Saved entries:
━━━━━━━━━━
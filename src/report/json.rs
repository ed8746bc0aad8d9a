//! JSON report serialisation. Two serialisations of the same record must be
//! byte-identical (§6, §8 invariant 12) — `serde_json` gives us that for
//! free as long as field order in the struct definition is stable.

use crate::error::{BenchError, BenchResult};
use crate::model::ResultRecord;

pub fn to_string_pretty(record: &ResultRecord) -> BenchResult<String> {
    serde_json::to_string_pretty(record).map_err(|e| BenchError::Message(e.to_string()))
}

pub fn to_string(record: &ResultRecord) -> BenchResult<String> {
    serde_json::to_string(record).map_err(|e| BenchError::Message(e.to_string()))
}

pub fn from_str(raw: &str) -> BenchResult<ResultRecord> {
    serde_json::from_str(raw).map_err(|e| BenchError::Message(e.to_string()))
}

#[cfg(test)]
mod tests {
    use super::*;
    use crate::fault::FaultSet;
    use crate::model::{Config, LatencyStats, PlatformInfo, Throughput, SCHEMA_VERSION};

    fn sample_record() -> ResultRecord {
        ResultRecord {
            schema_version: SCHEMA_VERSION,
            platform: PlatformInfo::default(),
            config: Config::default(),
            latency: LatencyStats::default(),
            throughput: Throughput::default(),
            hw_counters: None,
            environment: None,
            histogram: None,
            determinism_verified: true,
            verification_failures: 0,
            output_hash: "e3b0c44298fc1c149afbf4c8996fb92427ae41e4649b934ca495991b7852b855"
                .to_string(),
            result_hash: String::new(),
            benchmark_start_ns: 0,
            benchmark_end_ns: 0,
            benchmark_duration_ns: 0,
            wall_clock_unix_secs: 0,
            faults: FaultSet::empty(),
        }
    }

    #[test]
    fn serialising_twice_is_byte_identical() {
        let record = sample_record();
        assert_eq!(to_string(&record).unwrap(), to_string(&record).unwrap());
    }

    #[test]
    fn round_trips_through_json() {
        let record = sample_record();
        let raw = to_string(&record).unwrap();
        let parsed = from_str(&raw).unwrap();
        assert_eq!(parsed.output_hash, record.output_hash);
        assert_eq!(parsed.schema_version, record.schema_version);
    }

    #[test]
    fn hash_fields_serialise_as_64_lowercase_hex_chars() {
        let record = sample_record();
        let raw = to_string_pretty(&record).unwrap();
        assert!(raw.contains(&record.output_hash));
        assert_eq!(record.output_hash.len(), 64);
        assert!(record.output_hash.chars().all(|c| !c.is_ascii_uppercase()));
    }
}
━━━━━━━━━━
_What needs to be done_
Transcribe each record shown above, exactly.

_The completed task_
filename src/report/json.rs
repository ed8746bc0aad8d9a
//! JSON report serialisation. Two serialisations of the same record must be
//! byte-identical (§6, §8 invariant 12) — `serde_json` gives us that for
//! free as long as field order in the struct definition is stable.

use crate::error::{BenchError, BenchResult};
use crate::model::ResultRecord;

pub fn to_string_pretty(record: &ResultRecord) -> BenchResult<String> {
    serde_json::to_string_pretty(record).map_err(|e| BenchError::Message(e.to_string()))
}

pub fn to_string(record: &ResultRecord) -> BenchResult<String> {
    serde_json::to_string(record).map_err(|e| BenchError::Message(e.to_string()))
}

pub fn from_str(raw: &str) -> BenchResult<ResultRecord> {
    serde_json::from_str(raw).map_err(|e| BenchError::Message(e.to_string()))
}

#[cfg(test)]
mod tests {
    use super::*;
    use crate::fault::FaultSet;
    use crate::model::{Config, LatencyStats, PlatformInfo, Throughput, SCHEMA_VERSION};

    fn sample_record() -> ResultRecord {
        ResultRecord {
            schema_version: SCHEMA_VERSION,
            platform: PlatformInfo::default(),
            config: Config::default(),
            latency: LatencyStats::default(),
            throughput: Throughput::default(),
            hw_counters: None,
            environment: None,
            histogram: None,
            determinism_verified: true,
            verification_failures: 0,
            output_hash: "e3b0c44298fc1c149afbf4c8996fb92427ae41e4649b934ca495991b7852b855"
                .to_string(),
            result_hash: String::new(),
            benchmark_start_ns: 0,
            benchmark_end_ns: 0,
            benchmark_duration_ns: 0,
            wall_clock_unix_secs: 0,
            faults: FaultSet::empty(),
        }
    }

    #[test]
    fn serialising_twice_is_byte_identical() {
        let record = sample_record();
        assert_eq!(to_string(&record).unwrap(), to_string(&record).unwrap());
    }

    #[test]
    fn round_trips_through_json() {
        let record = sample_record();
        let raw = to_string(&record).unwrap();
        let parsed = from_str(&raw).unwrap();
        assert_eq!(parsed.output_hash, record.output_hash);
        assert_eq!(parsed.schema_version, record.schema_version);
    }

    #[test]
    fn hash_fields_serialise_as_64_lowercase_hex_chars() {
        let record = sample_record();
        let raw = to_string_pretty(&record).unwrap();
        assert!(raw.contains(&record.output_hash));
        assert_eq!(record.output_hash.len(), 64);
        assert!(record.output_hash.chars().all(|c| !c.is_ascii_uppercase()));
    }
}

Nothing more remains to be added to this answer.